Phase equilibria studies of the assemblage biotite-cordierite-garnet-magnetite-plagioclase-potassic feldspar-quartz-sillimanite and associated assemblages are interpreted to indicate that the cordierite assemblages approach a state of chemical equilibrium. The scatter of points in a distribution diagram can be interpreted in terms of at least two sets of equilibrium conditions that prevailed during the major plastic deformations. Other discrepancies indicating departure from a homogeneous equilibrium can be explained as a result of mosaic equilibrium involving limited diffusion of iron and magnesium for short distances.

The mineral assemblages and the compositions of the ferromagnesian minerals in the cordierite rocks of this region are dependent primarily on the bulk composition of the rocks and variations in the mineral species that comprise the rocks and, to a lesser degree, on the grade of metamorphism. Biotite and cordierite are markedly more magnesian in the more mafic cordierite-gedrite-biotite gneiss than in the potassic feldspar-bearing cordierite-garnet-sillimanite-biotite gneiss.

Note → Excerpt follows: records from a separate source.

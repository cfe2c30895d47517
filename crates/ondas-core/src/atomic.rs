//! Lock-free scalar cells shared across the timer boundary.
//!
//! The timer interrupt and the main loop share single scalars (amplitudes,
//! pans, modulation depths, the base frequency). Each is stored as an
//! [`AtomicF32`]: an `AtomicU32` holding the IEEE-754 bit pattern, accessed
//! with relaxed ordering. A torn read is impossible and neither context
//! ever spins or blocks on the other.

use core::sync::atomic::{AtomicU32, Ordering};

/// An `f32` with atomic load/store semantics.
///
/// Backed by an [`AtomicU32`] via `to_bits`/`from_bits`. All accesses use
/// [`Ordering::Relaxed`]: the fields guarded this way are independent
/// scalars, and cross-field consistency is provided by the critical
/// sections around composite writes, not by ordering here.
///
/// # Example
///
/// ```rust
/// use ondas_core::AtomicF32;
///
/// let cell = AtomicF32::new(0.5);
/// cell.store(0.75);
/// assert_eq!(cell.load(), 0.75);
/// ```
#[derive(Debug)]
pub struct AtomicF32(AtomicU32);

impl AtomicF32 {
    /// Creates a cell holding `value`.
    pub const fn new(value: f32) -> Self {
        Self(AtomicU32::new(value.to_bits()))
    }

    /// Loads the current value (relaxed).
    #[inline]
    pub fn load(&self) -> f32 {
        f32::from_bits(self.0.load(Ordering::Relaxed))
    }

    /// Stores a new value (relaxed).
    #[inline]
    pub fn store(&self, value: f32) {
        self.0.store(value.to_bits(), Ordering::Relaxed);
    }
}

impl Default for AtomicF32 {
    fn default() -> Self {
        Self::new(0.0)
    }
}
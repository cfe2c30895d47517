//! The input state machine: encoder motion and button presses to state
//! edits and screen selection.

use ondas_core::{MenuMode, Scale, SynthState, Waveform};

/// A press is accepted as short when more than this many milliseconds have
/// passed since the last accepted press; anything quicker is contact
/// bounce and is dropped.
pub const SHORT_PRESS_MS: u32 = 300;

/// A press this long after the last accepted press registers as long.
pub const LONG_PRESS_MS: u32 = 1000;

/// Classification of the button level against the debounce thresholds.
#[derive(Clone, Copy, Debug, PartialEq, Eq)]
enum Press {
    /// Button released, or inside the debounce window.
    None,
    /// Accepted press, 300–1000 ms after the previous one.
    Short,
    /// Accepted press more than 1000 ms after the previous one.
    Long,
}

/// Interaction context. Which screen is drawn is [`SynthState`]'s
/// `current_mode`; this is where encoder deltas and presses are routed.
#[derive(Clone, Copy, Debug, Default, PartialEq, Eq)]
enum Context {
    /// Cycling the render-only views.
    #[default]
    View,
    /// Browsing a menu page's entries.
    Menu,
    /// Editing the selected cell.
    Popup,
}

/// Translates encoder position, button level, and wall-clock time into
/// edits of [`SynthState`] and screen selection.
///
/// One instance runs in the cooperative main loop; it is the sole writer
/// of every state field except the sample index and the VCA writeback.
///
/// # Interaction model
///
/// - **View** (default): turning the encoder cycles the five render-only
///   views; a long press opens the menu at its first page. Short presses
///   are reserved and deliberately not consumed, so a held button still
///   reaches the long threshold.
/// - **Menu**: turning moves the cursor over the page's entries; a short
///   press opens the popup editor for the entry under the cursor; a long
///   press advances to the next of the eight pages, wrapping.
/// - **Popup**: each encoder detent applies the page's commit rule once
///   (selection pages re-select and commit, stepped cells move by ±0.1,
///   a CV cell cycles its routing); any accepted press returns to the
///   view that was showing before the menu.
///
/// Both thresholds are measured from the last *accepted* press, so after
/// a second of inactivity the next press always classifies as long.
///
/// # Encoder deltas
///
/// A separate "last position" is retained per context; the applied delta
/// is `new − last`. Counter wrap-around is the encoder driver's problem.
#[derive(Debug, Default)]
pub struct ControlFsm {
    context: Context,
    /// Active menu page while in Menu/Popup.
    page_slot: usize,
    /// Position in the view carousel.
    carousel: usize,
    last_view_pos: i32,
    last_menu_pos: i32,
    last_popup_pos: i32,
    last_press_ms: u32,
}

impl ControlFsm {
    /// Creates the FSM in the default view.
    pub fn new() -> Self {
        Self::default()
    }

    /// True while a menu page is being browsed.
    pub fn in_menu(&self) -> bool {
        self.context == Context::Menu
    }

    /// True while the popup editor is open.
    pub fn in_popup(&self) -> bool {
        self.context == Context::Popup
    }

    /// The menu page the cursor is on (meaningful in Menu/Popup).
    pub fn page(&self) -> MenuMode {
        MenuMode::PAGES[self.page_slot]
    }

    /// Advances the machine with one poll of the inputs.
    ///
    /// `position` is the encoder detent count, `pressed` the button level
    /// (true = pressed), `now_ms` wall-clock milliseconds. Returns true
    /// when the screen should be redrawn.
    pub fn step(&mut self, state: &SynthState, position: i32, pressed: bool, now_ms: u32) -> bool {
        match self.context {
            Context::View => self.step_view(state, position, pressed, now_ms),
            Context::Menu => self.step_menu(state, position, pressed, now_ms),
            Context::Popup => self.step_popup(state, position, pressed, now_ms),
        }
    }

    fn step_view(&mut self, state: &SynthState, position: i32, pressed: bool, now_ms: u32) -> bool {
        let mut redraw = false;

        let delta = position - self.last_view_pos;
        self.last_view_pos = position;
        if delta != 0 {
            let len = MenuMode::CAROUSEL.len() as i32;
            self.carousel = (self.carousel as i32 + delta).rem_euclid(len) as usize;
            state.set_mode(MenuMode::CAROUSEL[self.carousel]);
            redraw = true;
        }

        // Short presses are reserved here and left unconsumed: see the
        // type-level docs.
        if self.classify(pressed, now_ms) == Press::Long {
            self.accept(now_ms);
            self.enter_menu(state);
            redraw = true;
        }
        redraw
    }

    fn step_menu(&mut self, state: &SynthState, position: i32, pressed: bool, now_ms: u32) -> bool {
        let mut redraw = false;

        let delta = position - self.last_menu_pos;
        self.last_menu_pos = position;
        if delta != 0 {
            let entries = self.page().entry_count() as i32;
            let index = (state.menu_index() as i32 + delta).rem_euclid(entries) as usize;
            state.set_menu_index(index);
            redraw = true;
        }

        match self.classify(pressed, now_ms) {
            Press::None => {}
            Press::Short => {
                self.accept(now_ms);
                self.context = Context::Popup;
                #[cfg(feature = "tracing")]
                tracing::debug!("control: popup for {:?}", self.page());
                redraw = true;
            }
            Press::Long => {
                self.accept(now_ms);
                self.page_slot = (self.page_slot + 1) % MenuMode::PAGES.len();
                state.set_mode(self.page());
                state.set_menu_index(0);
                #[cfg(feature = "tracing")]
                tracing::debug!("control: page {:?}", self.page());
                redraw = true;
            }
        }
        redraw
    }

    fn step_popup(&mut self, state: &SynthState, position: i32, pressed: bool, now_ms: u32) -> bool {
        let mut redraw = false;

        let delta = position - self.last_popup_pos;
        self.last_popup_pos = position;
        if delta != 0 {
            self.apply_commit(state, delta);
            redraw = true;
        }

        if self.classify(pressed, now_ms) != Press::None {
            self.accept(now_ms);
            self.context = Context::View;
            state.set_mode(MenuMode::CAROUSEL[self.carousel]);
            #[cfg(feature = "tracing")]
            tracing::debug!("control: back to view");
            redraw = true;
        }
        redraw
    }

    /// Applies the active page's commit rule for `steps` encoder detents.
    fn apply_commit(&self, state: &SynthState, steps: i32) {
        match self.page() {
            MenuMode::ScaleMenu => {
                let index = Self::move_selection(state, steps, Scale::COUNT);
                state.commit_scale(Scale::from_index(index));
            }
            MenuMode::FrequencyMenu => {
                let index =
                    Self::move_selection(state, steps, MenuMode::FrequencyMenu.entry_count());
                state.commit_base_frequency(index);
            }
            MenuMode::HarmonicMenu => {
                let index = Self::move_selection(state, steps, MenuMode::HarmonicMenu.entry_count());
                state.select_harmonic(index);
            }
            MenuMode::WaveformMenu => {
                let index = Self::move_selection(state, steps, Waveform::COUNT);
                state.set_waveform(Waveform::from_index(index));
            }
            MenuMode::CvMenu => state.cycle_cv_assignment(state.menu_index(), steps),
            MenuMode::AmplitudeMenu => state.step_amplitude(state.menu_index(), steps),
            MenuMode::PanningMenu => state.step_pan(state.menu_index(), steps),
            MenuMode::ModulationMenu => {
                state.step_modulation(state.menu_index(), state.harmonic_index(), steps);
            }
            // Display views never reach the popup editor.
            MenuMode::ParticleDisplay
            | MenuMode::XyDisplay
            | MenuMode::RippleDisplay
            | MenuMode::OscilloscopeDisplay
            | MenuMode::DefaultView => {}
        }
    }

    /// Moves the popup selection cursor and returns the new index.
    fn move_selection(state: &SynthState, steps: i32, entries: usize) -> usize {
        let index = (state.menu_index() as i32 + steps).rem_euclid(entries as i32) as usize;
        state.set_menu_index(index);
        index
    }

    fn enter_menu(&mut self, state: &SynthState) {
        self.context = Context::Menu;
        self.page_slot = 0;
        state.set_mode(self.page());
        state.set_menu_index(0);
        #[cfg(feature = "tracing")]
        tracing::debug!("control: enter menu");
    }

    fn classify(&self, pressed: bool, now_ms: u32) -> Press {
        if !pressed {
            return Press::None;
        }
        let elapsed = now_ms.wrapping_sub(self.last_press_ms);
        if elapsed > LONG_PRESS_MS {
            Press::Long
        } else if elapsed > SHORT_PRESS_MS {
            Press::Short
        } else {
            Press::None
        }
    }

    fn accept(&mut self, now_ms: u32) {
        self.last_press_ms = now_ms;
    }
}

Associated microcline gneiss and biotite-sillimanite gneiss that contains muscovite as a primary stable mineral provides a means to define the metamorphic grade in the area of study. It is concluded from analyses of the assemblages with respect to theoretical phase relations in the system SiO2-Al2O3-Na2O-K2O-H2O that at least some of the rocks in the Central City-Nederland area are above the sillimanite-potassic feldspar isograd as defined by Evans and Guidotti (1966). In rocks of appropriate composition, muscovite is a stable phase in assemblages containing potassic feldspar and sillimanite.

The cordierite assemblages and associated rocks are inferred to have formed in an environment having a load pressure of 3–5 kilobars (fluid pressure equaled load pressure) and a temperature somewhat in excess of 620° C.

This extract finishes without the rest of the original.